Your assignment
Scan the entries below. Return every line that includes "denied".

Data listing
[Start of section]

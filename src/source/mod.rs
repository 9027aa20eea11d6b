// Copyright 2023 Contributors to the Veraison project.
// SPDX-License-Identifier: Apache-2.0

//! Acquisition of attestation tokens from the local hardware root of trust.
//!
//! A [TokenSource] is chosen once, when the service is built: either the
//! Confidential Space launcher ([TeeServerSource]) or an in-process stand-in
//! for local development ([SimulatedSource]).

pub use self::errors::SourceError;
pub use self::simulated::SimulatedSource;
pub use self::teeserver::{TeeServerSource, DEFAULT_SOCKET_PATH, DEFAULT_TIMEOUT_SECS};

mod errors;
pub(crate) mod simulated;
mod teeserver;

use crate::token::{is_valid_nonce, MAX_NONCE_LEN, MIN_NONCE_LEN};
use std::fmt;

const NONCE_BYTES: usize = 32;
const MAX_AUDIENCE_LEN: usize = 512;

/// An encoded attestation token, as handed out by a [TokenSource].  The
/// contents are opaque until decoded by the verifier.
#[derive(Clone, PartialEq, Eq)]
pub struct AttestationToken(String);

impl AttestationToken {
    pub fn as_str(&self) -> &str {
        &self.0
    }

    pub fn into_inner(self) -> String {
        self.0
    }

    pub fn len(&self) -> usize {
        self.0.len()
    }

    pub fn is_empty(&self) -> bool {
        self.0.is_empty()
    }
}

impl From<String> for AttestationToken {
    fn from(raw: String) -> Self {
        AttestationToken(raw)
    }
}

// tokens are bearer credentials: keep them out of logs
impl fmt::Debug for AttestationToken {
    fn fmt(&self, f: &mut fmt::Formatter<'_>) -> fmt::Result {
        write!(f, "AttestationToken({} bytes)", self.0.len())
    }
}

/// A single-use challenge to be bound into an attestation token
#[derive(Clone, Debug, PartialEq, Eq)]
pub struct Nonce(String);

impl Nonce {
    /// Draw a fresh 256-bit nonce from the OpenSSL CSPRNG, hex encoded
    pub fn generate() -> Result<Self, SourceError> {
        let mut buf = [0u8; NONCE_BYTES];

        openssl::rand::rand_bytes(&mut buf)
            .map_err(|e| SourceError::Unavailable(format!("random number generator: {e}")))?;

        Ok(Nonce(hex::encode(buf)))
    }

    pub fn as_str(&self) -> &str {
        &self.0
    }
}

impl fmt::Display for Nonce {
    fn fmt(&self, f: &mut fmt::Formatter<'_>) -> fmt::Result {
        f.write_str(&self.0)
    }
}

/// Anything that can obtain an attestation token bound to an audience and a
/// caller-supplied nonce
pub trait TokenSource: Send + Sync {
    fn request(&self, audience: &str, nonce: &str) -> Result<AttestationToken, SourceError>;
}

/// Sanity check the arguments of a token request before any I/O happens
pub fn check_request(audience: &str, nonce: &str) -> Result<(), SourceError> {
    if audience.is_empty() {
        return Err(SourceError::InvalidRequest("empty audience".to_string()));
    }

    if audience.len() > MAX_AUDIENCE_LEN {
        return Err(SourceError::InvalidRequest(format!(
            "audience longer than {MAX_AUDIENCE_LEN} bytes"
        )));
    }

    if !is_valid_nonce(nonce) {
        return Err(SourceError::InvalidRequest(format!(
            "nonce must be {MIN_NONCE_LEN} to {MAX_NONCE_LEN} bytes, got {}",
            nonce.len()
        )));
    }

    Ok(())
}
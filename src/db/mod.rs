mod token;
mod user;

use sqlx::sqlite::{SqlitePool, SqlitePoolOptions};

pub use token::{Rotation, TokenStore};
pub use user::{NewUser, User, UserStore, is_unique_violation};

#[derive(Clone)]
pub struct Database {
    pool: SqlitePool,
}

impl Database {
    /// Open or create a database at the given path.
    /// Use ":memory:" for an in-memory database.
    pub async fn open(path: &str) -> Result<Self, sqlx::Error> {
        let url = if path == ":memory:" {
            "sqlite::memory:".to_string()
        } else {
            format!("sqlite:{}?mode=rwc", path)
        };

        let pool = SqlitePoolOptions::new()
            .max_connections(5)
            .connect(&url)
            .await?;

        let db = Self { pool };
        db.migrate().await?;
        Ok(db)
    }

    /// Get the current schema version.
    async fn get_version(&self) -> Result<i32, sqlx::Error> {
        let result: Option<(i32,)> = sqlx::query_as("SELECT version FROM schema_version LIMIT 1")
            .fetch_optional(&self.pool)
            .await?;
        Ok(result.map(|r| r.0).unwrap_or(0))
    }

    /// Set the schema version within a transaction.
    async fn set_version(
        tx: &mut sqlx::Transaction<'_, sqlx::Sqlite>,
        version: i32,
    ) -> Result<(), sqlx::Error> {
        sqlx::query("DELETE FROM schema_version")
            .execute(&mut **tx)
            .await?;
        sqlx::query("INSERT INTO schema_version (version) VALUES (?)")
            .bind(version)
            .execute(&mut **tx)
            .await?;
        Ok(())
    }

    /// Run database migrations.
    async fn migrate(&self) -> Result<(), sqlx::Error> {
        sqlx::query("CREATE TABLE IF NOT EXISTS schema_version (version INTEGER NOT NULL)")
            .execute(&self.pool)
            .await?;

        let version = self.get_version().await?;

        if version < 1 {
            self.migrate_v1().await?;
        }

        Ok(())
    }

    /// Execute a list of queries in a transaction, then set the version.
    async fn run_migration(
        &self,
        version: i32,
        queries: &[&'static str],
    ) -> Result<(), sqlx::Error> {
        let mut tx = self.pool.begin().await?;
        for query in queries {
            sqlx::query(*query).execute(&mut *tx).await?;
        }
        Self::set_version(&mut tx, version).await?;
        tx.commit().await?;
        Ok(())
    }

    async fn migrate_v1(&self) -> Result<(), sqlx::Error> {
        self.run_migration(
            1,
            &[
                // Identities. password_hash is NULL for federation-only accounts.
                "CREATE TABLE users (
                    id INTEGER PRIMARY KEY AUTOINCREMENT,
                    uuid TEXT UNIQUE NOT NULL,
                    email TEXT UNIQUE NOT NULL,
                    user_name TEXT NOT NULL,
                    password_hash TEXT,
                    profile_picture_url TEXT,
                    google_id TEXT,
                    created_at TEXT NOT NULL DEFAULT (datetime('now'))
                )",
                "CREATE INDEX idx_users_uuid ON users(uuid)",
                "CREATE INDEX idx_users_email ON users(email)",
                // Live refresh token set, one row per session, ordered by id.
                "CREATE TABLE refresh_tokens (
                    id INTEGER PRIMARY KEY AUTOINCREMENT,
                    user_id INTEGER NOT NULL REFERENCES users(id) ON DELETE CASCADE,
                    token TEXT NOT NULL,
                    created_at TEXT NOT NULL DEFAULT (datetime('now'))
                )",
                "CREATE INDEX idx_refresh_tokens_user_token ON refresh_tokens(user_id, token)",
            ],
        )
        .await
    }

    /// Get the user store.
    pub fn users(&self) -> UserStore {
        UserStore::new(self.pool.clone())
    }

    /// Get the refresh token store.
    pub fn tokens(&self) -> TokenStore {
        TokenStore::new(self.pool.clone())
    }

    /// Get the underlying connection pool (for tests that need raw SQL access).
    #[cfg(test)]
    pub(crate) fn pool(&self) -> &SqlitePool {
        &self.pool
    }
}

#[cfg(test)]
mod tests {
    use super::*;

    fn alice() -> NewUser<'static> {
        NewUser {
            uuid: "uuid-123",
            email: "a@x.com",
            user_name: "alice",
            password_hash: Some("$argon2id$fake"),
            profile_picture_url: None,
            google_id: None,
        }
    }

    #[tokio::test]
    async fn test_create_and_get_user() {
        let db = Database::open(":memory:").await.unwrap();

        let id = db.users().create(&alice()).await.unwrap();

        let user = db.users().get_by_email("a@x.com").await.unwrap().unwrap();
        assert_eq!(user.id, id);
        assert_eq!(user.uuid, "uuid-123");
        assert_eq!(user.user_name, "alice");
        assert_eq!(user.password_hash.as_deref(), Some("$argon2id$fake"));

        let user = db.users().get_by_uuid("uuid-123").await.unwrap().unwrap();
        assert_eq!(user.id, id);
    }

    #[tokio::test]
    async fn test_duplicate_email_fails() {
        let db = Database::open(":memory:").await.unwrap();

        db.users().create(&alice()).await.unwrap();
        let second = NewUser {
            uuid: "uuid-456",
            ..alice()
        };
        let result = db.users().create(&second).await;

        assert!(result.is_err());
    }

    #[tokio::test]
    async fn test_migration_is_idempotent() {
        let db = Database::open(":memory:").await.unwrap();
        db.migrate().await.unwrap();
        assert_eq!(db.get_version().await.unwrap(), 1);
    }
}
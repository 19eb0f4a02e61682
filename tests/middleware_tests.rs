mod common;

use axum::http::StatusCode;
use common::{TEST_SECRET, TestApp, bearer};
use jsonwebtoken::{EncodingKey, Header};
use postauth::jwt::{Claims, TokenType};
use std::time::{SystemTime, UNIX_EPOCH};

fn now() -> u64 {
    SystemTime::now()
        .duration_since(UNIX_EPOCH)
        .unwrap()
        .as_secs()
}

fn sign(claims: &Claims, secret: &[u8]) -> String {
    jsonwebtoken::encode(
        &Header::default(),
        claims,
        &EncodingKey::from_secret(secret),
    )
    .unwrap()
}

fn access_claims(sub: &str, iat: u64, exp: u64) -> Claims {
    Claims {
        sub: sub.to_string(),
        nonce: 7,
        email: None,
        token_type: TokenType::Access,
        iat,
        exp,
    }
}

#[tokio::test]
async fn test_missing_header_is_unauthorized() {
    let app = TestApp::new().await;

    let (status, body) = app.get_session(None).await;

    assert_eq!(status, StatusCode::UNAUTHORIZED);
    assert_eq!(body["error"], "Access denied");
}

#[tokio::test]
async fn test_non_bearer_scheme_is_unauthorized() {
    let app = TestApp::new().await;

    let (status, _) = app.get_session(Some("Basic dXNlcjpwYXNz")).await;

    assert_eq!(status, StatusCode::UNAUTHORIZED);
}

#[tokio::test]
async fn test_malformed_token_is_forbidden() {
    let app = TestApp::new().await;

    let (status, body) = app.get_session(Some("Bearer not.a.jwt")).await;

    assert_eq!(status, StatusCode::FORBIDDEN);
    assert_eq!(body["error"], "Invalid token");
}

#[tokio::test]
async fn test_expired_token_is_forbidden() {
    let app = TestApp::new().await;
    let token = sign(&access_claims("someone", now() - 120, now() - 60), TEST_SECRET);

    let (status, _) = app.get_session(Some(&format!("Bearer {}", token))).await;

    assert_eq!(status, StatusCode::FORBIDDEN);
}

#[tokio::test]
async fn test_foreign_signature_is_forbidden() {
    let app = TestApp::new().await;
    let token = sign(
        &access_claims("someone", now(), now() + 600),
        b"some-other-secret-that-is-long-enough",
    );

    let (status, _) = app.get_session(Some(&format!("Bearer {}", token))).await;

    assert_eq!(status, StatusCode::FORBIDDEN);
}

#[tokio::test]
async fn test_refresh_token_is_not_an_access_token() {
    let app = TestApp::new().await;
    app.register("a@x.com", "alice", "pw1").await;
    let login = app.login("a@x.com", "pw1").await;

    let (status, _) = app
        .get_session(Some(&bearer(&login["refreshToken"])))
        .await;

    assert_eq!(status, StatusCode::FORBIDDEN);
}

#[tokio::test]
async fn test_verification_is_stateless() {
    let app = TestApp::new().await;
    app.register("a@x.com", "alice", "pw1").await;
    let login = app.login("a@x.com", "pw1").await;

    let user = app.db.users().get_by_email("a@x.com").await.unwrap().unwrap();
    app.db.users().delete(user.id).await.unwrap();

    // The identity is gone but its access token is still honoured until expiry
    let (status, body) = app.get_session(Some(&bearer(&login["accessToken"]))).await;
    assert_eq!(status, StatusCode::OK);
    assert_eq!(body["id"], login["id"]);
}

#[tokio::test]
async fn test_logout_does_not_revoke_access_token() {
    let app = TestApp::new().await;
    app.register("a@x.com", "alice", "pw1").await;
    let login = app.login("a@x.com", "pw1").await;

    let (status, _) = app
        .post_json(
            "/logout",
            serde_json::json!({"refreshToken": login["refreshToken"]}),
        )
        .await;
    assert_eq!(status, StatusCode::OK);

    let (status, _) = app.get_session(Some(&bearer(&login["accessToken"]))).await;
    assert_eq!(status, StatusCode::OK);
}
//! Shared error handling for API endpoints.

use axum::{
    Json,
    extract::{FromRequest, Request},
    http::StatusCode,
    response::{IntoResponse, Response},
};
use serde::{Serialize, de::DeserializeOwned};
use tracing::{error, warn};

use crate::auth::AuthError;
use crate::federated::FederatedError;

/// API error type with automatic response conversion.
#[derive(Debug)]
pub enum ApiError {
    BadRequest(String),
    Unauthorized(String),
    Forbidden(String),
    NotFound(String),
    Conflict(String),
    Internal(String),
}

impl ApiError {
    pub fn bad_request(msg: impl Into<String>) -> Self {
        Self::BadRequest(msg.into())
    }

    pub fn status(&self) -> StatusCode {
        match self {
            ApiError::BadRequest(_) => StatusCode::BAD_REQUEST,
            ApiError::Unauthorized(_) => StatusCode::UNAUTHORIZED,
            ApiError::Forbidden(_) => StatusCode::FORBIDDEN,
            ApiError::NotFound(_) => StatusCode::NOT_FOUND,
            ApiError::Conflict(_) => StatusCode::CONFLICT,
            ApiError::Internal(_) => StatusCode::INTERNAL_SERVER_ERROR,
        }
    }
}

/// Client-facing messages stay generic. "Unknown email" and "wrong password"
/// share one message so responses do not reveal which accounts exist.
impl From<AuthError> for ApiError {
    fn from(e: AuthError) -> Self {
        match e {
            AuthError::Validation(msg) => ApiError::BadRequest(msg.to_string()),
            AuthError::UnknownEmail | AuthError::WrongPassword => {
                warn!(reason = %e, "Credential login rejected");
                ApiError::BadRequest("Wrong email or password".into())
            }
            AuthError::MissingBearer => ApiError::Unauthorized("Access denied".into()),
            AuthError::InvalidToken(_) => ApiError::Forbidden("Invalid token".into()),
            AuthError::ReplayDetected => ApiError::BadRequest("Invalid refresh token".into()),
            AuthError::NotFound => ApiError::NotFound("Invalid token".into()),
            AuthError::EmailTaken => ApiError::Conflict("Email already registered".into()),
            AuthError::Federated(
                FederatedError::Request(_) | FederatedError::NotConfigured,
            ) => {
                error!(error = %e, "Federated login unavailable");
                ApiError::Internal("Error signing in".into())
            }
            AuthError::Federated(_) => {
                warn!(error = %e, "Federated credential rejected");
                ApiError::BadRequest("Invalid credential".into())
            }
            AuthError::Issuance(_) => {
                error!(error = %e, "Token issuance failed");
                ApiError::Internal("Error generating tokens".into())
            }
            AuthError::Password(_) | AuthError::Database(_) => {
                error!(error = %e, "Internal error");
                ApiError::Internal("Internal server error".into())
            }
        }
    }
}

#[derive(Serialize)]
struct ErrorResponse {
    error: String,
}

impl IntoResponse for ApiError {
    fn into_response(self) -> Response {
        let status = self.status();
        let message = match self {
            ApiError::BadRequest(msg)
            | ApiError::Unauthorized(msg)
            | ApiError::Forbidden(msg)
            | ApiError::NotFound(msg)
            | ApiError::Conflict(msg)
            | ApiError::Internal(msg) => msg,
        };
        (status, Json(ErrorResponse { error: message })).into_response()
    }
}

/// JSON body extractor whose rejections are `ApiError::BadRequest`, so a
/// missing content type or a mistyped field gets the same `{"error"}` shape
/// as every other failure.
pub struct JsonBody<T>(pub T);

impl<S, T> FromRequest<S> for JsonBody<T>
where
    T: DeserializeOwned,
    S: Send + Sync,
{
    type Rejection = ApiError;

    async fn from_request(req: Request, state: &S) -> Result<Self, Self::Rejection> {
        let Json(value) = Json::<T>::from_request(req, state)
            .await
            .map_err(|e| ApiError::bad_request(e.body_text()))?;
        Ok(Self(value))
    }
}

#[cfg(test)]
mod tests {
    use super::*;

    #[test]
    fn test_status_mapping() {
        let cases = [
            (AuthError::Validation("x"), StatusCode::BAD_REQUEST),
            (AuthError::UnknownEmail, StatusCode::BAD_REQUEST),
            (AuthError::WrongPassword, StatusCode::BAD_REQUEST),
            (AuthError::MissingBearer, StatusCode::UNAUTHORIZED),
            (AuthError::InvalidToken("expired"), StatusCode::FORBIDDEN),
            (AuthError::ReplayDetected, StatusCode::BAD_REQUEST),
            (AuthError::NotFound, StatusCode::NOT_FOUND),
            (AuthError::EmailTaken, StatusCode::CONFLICT),
            (
                AuthError::Federated(FederatedError::MissingEmail),
                StatusCode::BAD_REQUEST,
            ),
            (
                AuthError::Federated(FederatedError::NotConfigured),
                StatusCode::INTERNAL_SERVER_ERROR,
            ),
            (
                AuthError::Issuance(crate::jwt::JwtError::MissingSecret),
                StatusCode::INTERNAL_SERVER_ERROR,
            ),
        ];
        for (err, status) in cases {
            assert_eq!(ApiError::from(err).status(), status);
        }
    }

    #[test]
    fn test_login_failures_share_message() {
        let unknown = ApiError::from(AuthError::UnknownEmail);
        let wrong = ApiError::from(AuthError::WrongPassword);
        match (unknown, wrong) {
            (ApiError::BadRequest(a), ApiError::BadRequest(b)) => assert_eq!(a, b),
            _ => panic!("both should be bad requests"),
        }
    }
}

[End of section]

Answer to this exercise
    assert_eq!(body["error"], "Access denied");
            AuthError::MissingBearer => ApiError::Unauthorized("Access denied".into()),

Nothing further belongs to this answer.